ATLANTA (ABP) — At dinner one night in Cairo, Egypt, Chaouki Boulos invited a restaurant waiter named Mario to the final night of a four-day “Celebrate Jesus” rally. The next night, Mario joined nearly 900 people at the rally, heard Boulos speak, and became one of more than 300 new Christians that week.
“I am very excited about what God is doing,” said Boulos, who along with his wife, Maha, works for the Cooperative Baptist Fellowship in Beirut, Lebanon.
The Bouloses do relief work in the aftermath of recent Middle East conflicts — the worst of which came in 2006 and displaced hundreds of thousands of Lebanese. There were drastic needs for food and medicine, and although most have returned home, many struggle to rebuild.
“The traumatic event has definitely opened many doors for ministry,” Maha Boulos said. “People have shared with us stories about how one-on-one ministry was effective and how they shared the Lord with many.”
The Bouloses have helped coordinate rallies in Lebanon and neighboring countries for several years. Church members from the United States and Lebanon help at the celebrations, where thousands of people learn about Jesus — some for the first time.

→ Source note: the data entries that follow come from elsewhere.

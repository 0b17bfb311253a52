//! Receipt notification capability.
//!
//! Settlement fires a "receipt ready" event after its transaction commits.
//! Delivery (push, chat, printer spooler) belongs to an external
//! collaborator; this subsystem only calls the capability and does not care
//! whether delivery succeeds. A notifier failure is logged, never surfaced,
//! never retried here, and can never roll settlement back.

use tracing::info;

use vela_core::Sale;

/// Fire-and-forget notification capability.
///
/// Implementations must return quickly and swallow their own failures; the
/// call happens outside the settlement transaction and is never awaited
/// inside it.
pub trait ReceiptNotifier: Send + Sync {
    /// A sale has been settled and its receipt can be produced.
    fn receipt_ready(&self, sale: &Sale);
}

/// Default notifier: emits a structured log line.
pub struct LogNotifier;

impl ReceiptNotifier for LogNotifier {
    fn receipt_ready(&self, sale: &Sale) {
        info!(
            sale_id = %sale.id,
            total = sale.total_minor,
            customer = sale.customer_id.as_deref().unwrap_or("-"),
            "Receipt ready"
        );
    }
}

/// No-op notifier for tests.
pub struct NoOpNotifier;

impl ReceiptNotifier for NoOpNotifier {
    fn receipt_ready(&self, _sale: &Sale) {}
}
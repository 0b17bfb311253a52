//! Ingestion endpoint contract over real HTTP: idempotent batches, per-item
//! error isolation, checkout rejections.

use std::net::SocketAddr;
use std::sync::Arc;

use chrono::Utc;

use vela_cloud_api::db::Database;
use vela_cloud_api::notify::NoOpNotifier;
use vela_cloud_api::{api, AppState};
use vela_core::{
    PaymentMethod, Product, SaleEnvelope, SaleLine, SaleSyncStatus, SyncSalesRequest,
    SyncSalesResponse,
};

// =============================================================================
// Fixtures
// =============================================================================

async fn spawn_server() -> (Database, SocketAddr) {
    let db = Database::in_memory().await.unwrap();
    let state = AppState::new(db.clone(), Arc::new(NoOpNotifier));

    let listener = tokio::net::TcpListener::bind("127.0.0.1:0").await.unwrap();
    let addr = listener.local_addr().unwrap();
    tokio::spawn(async move {
        axum::serve(listener, api::router(state)).await.unwrap();
    });

    (db, addr)
}

async fn seed_product(db: &Database, id: &str, quantity: i64) {
    db.upsert_product(&Product {
        id: id.into(),
        code: format!("C-{id}"),
        name: format!("Product {id}"),
        price_minor: 50_000,
        quantity,
    })
    .await
    .unwrap();
}

fn envelope(local_id: &str, product_id: &str, quantity: i64) -> SaleEnvelope {
    SaleEnvelope {
        local_id: local_id.into(),
        items: vec![SaleLine {
            product_id: product_id.into(),
            name: format!("Product {product_id}"),
            code: format!("C-{product_id}"),
            unit_price_minor: 50_000,
            quantity,
        }],
        total_minor: 50_000 * quantity,
        amount_paid_minor: None,
        payment_method: PaymentMethod::Cash,
        customer_id: None,
        is_return: false,
        created_at: Utc::now(),
    }
}

async fn post_batch(addr: SocketAddr, sales: Vec<SaleEnvelope>) -> SyncSalesResponse {
    let response = reqwest::Client::new()
        .post(format!("http://{addr}/api/sync/sales"))
        .json(&SyncSalesRequest { sales })
        .send()
        .await
        .unwrap();
    assert_eq!(response.status(), 200);
    response.json().await.unwrap()
}

// =============================================================================
// Tests
// =============================================================================

#[tokio::test]
async fn health_answers_with_timestamp() {
    let (_db, addr) = spawn_server().await;

    let response = reqwest::get(format!("http://{addr}/health")).await.unwrap();
    assert_eq!(response.status(), 200);

    let body: serde_json::Value = response.json().await.unwrap();
    assert_eq!(body["status"], "ok");
    assert!(body["timestamp"].is_string());
}

#[tokio::test]
async fn resubmitting_a_batch_has_no_duplicate_effect() {
    let (db, addr) = spawn_server().await;
    seed_product(&db, "p1", 10).await;

    let batch = vec![envelope("l-1", "p1", 2), envelope("l-2", "p1", 1)];

    let first = post_batch(addr, batch.clone()).await;
    assert!(first.success);
    assert_eq!(first.synced, 2);
    assert!(first
        .results
        .iter()
        .all(|r| r.status == SaleSyncStatus::Synced));

    // Same batch again, e.g. retried after a lost response: every result is
    // already_synced and nothing changed.
    let second = post_batch(addr, batch).await;
    assert!(second.success);
    assert!(second
        .results
        .iter()
        .all(|r| r.status == SaleSyncStatus::AlreadySynced));

    assert_eq!(db.get_product("p1").await.unwrap().unwrap().quantity, 7);

    // Exactly one Sale per local id, and the replay reported its id.
    let original = db.find_sale_id_by_local_id("l-1").await.unwrap().unwrap();
    let replayed = second
        .results
        .iter()
        .find(|r| r.local_id == "l-1")
        .unwrap();
    assert_eq!(replayed.sale_id.as_deref(), Some(original.as_str()));
}

#[tokio::test]
async fn one_bad_item_does_not_fail_the_batch() {
    let (db, addr) = spawn_server().await;
    seed_product(&db, "p1", 10).await;

    let batch = vec![
        envelope("l-1", "p1", 1),
        envelope("l-2", "ghost", 1), // unknown product
        envelope("l-3", "p1", 1),
    ];

    let response = post_batch(addr, batch).await;
    assert!(!response.success);
    assert_eq!(response.synced, 2);
    assert_eq!(response.failed, 1);

    let statuses: Vec<SaleSyncStatus> = response.results.iter().map(|r| r.status).collect();
    assert_eq!(
        statuses,
        vec![
            SaleSyncStatus::Synced,
            SaleSyncStatus::Error,
            SaleSyncStatus::Synced
        ]
    );
    assert!(response.results[1].error.is_some());

    assert!(db.find_sale_id_by_local_id("l-1").await.unwrap().is_some());
    assert!(db.find_sale_id_by_local_id("l-2").await.unwrap().is_none());
    assert!(db.find_sale_id_by_local_id("l-3").await.unwrap().is_some());
}

#[tokio::test]
async fn checkout_rejects_insufficient_stock_with_conflict() {
    let (db, addr) = spawn_server().await;
    seed_product(&db, "p1", 1).await;

    let response = reqwest::Client::new()
        .post(format!("http://{addr}/api/sales"))
        .json(&envelope("l-online", "p1", 5))
        .send()
        .await
        .unwrap();

    assert_eq!(response.status(), 409);
    let body: serde_json::Value = response.json().await.unwrap();
    assert_eq!(body["error"]["code"], "INSUFFICIENT_STOCK");

    // Rejected before commit: stock and record of truth untouched.
    assert_eq!(db.get_product("p1").await.unwrap().unwrap().quantity, 1);
    assert!(db
        .find_sale_id_by_local_id("l-online")
        .await
        .unwrap()
        .is_none());
}

#[tokio::test]
async fn checkout_settles_and_double_submit_returns_same_sale() {
    let (db, addr) = spawn_server().await;
    seed_product(&db, "p1", 5).await;

    let client = reqwest::Client::new();
    let url = format!("http://{addr}/api/sales");
    let env = envelope("l-online", "p1", 2);

    let first = client.post(&url).json(&env).send().await.unwrap();
    assert_eq!(first.status(), 200);
    let first_sale: serde_json::Value = first.json().await.unwrap();

    // Double-click / client retry: same local id resolves to the same sale.
    let second = client.post(&url).json(&env).send().await.unwrap();
    assert_eq!(second.status(), 200);
    let second_sale: serde_json::Value = second.json().await.unwrap();

    assert_eq!(first_sale["id"], second_sale["id"]);
    assert_eq!(db.get_product("p1").await.unwrap().unwrap().quantity, 3);
}

#[tokio::test]
async fn catalog_feeds_register_caches() {
    let (db, addr) = spawn_server().await;
    seed_product(&db, "p1", 7).await;
    seed_product(&db, "p2", 3).await;

    let products: Vec<Product> = reqwest::get(format!("http://{addr}/api/catalog"))
        .await
        .unwrap()
        .json()
        .await
        .unwrap();

    assert_eq!(products.len(), 2);
    assert!(products.iter().any(|p| p.id == "p1" && p.quantity == 7));
}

At a young adult celebration several months ago in Lebanon, “many people came forward and accepted the Lord,” Maha Boulos said. “Some got baptized and joined local churches.”
The ministry stems from a goal Chaouki made in the late 1990s: to share Christ with large groups of people. Because Maha and he grew up in Lebanon, he knew the relatively lax religious freedom there might provide “the open door to reach the peoples of the Middle East,” Chaouki said.
That freedom allows the couple to facilitate prison outreach, vacation Bible schools, sports camps and children's ministries. They help distribute food and medicine to families in need, they give street children shoes, and they provide women with dental care. Now, one of their priorities is opening a conference and training center for area churches.
“Several years ago, the Lord laid on my heart the need for a conference, refuge and training center in Lebanon, the one nation in the Middle East where there is religious freedom,” Chaouki said. “There is a great need for a place where Christian churches in Lebanon can take their people on a retreat for a few days.”
Now, 12 acres of land and the completed construction of an almost-finished building will become the White Stone Conference Center.
“We envision it being the host facility for international conferences, sports camps for youth in the summer, and ministry to people [struggling with addictions] in the winter,” Chaouki said. “Since Lebanon is a natural meeting place for business people from the East and West, we will also host business conferences and meetings.”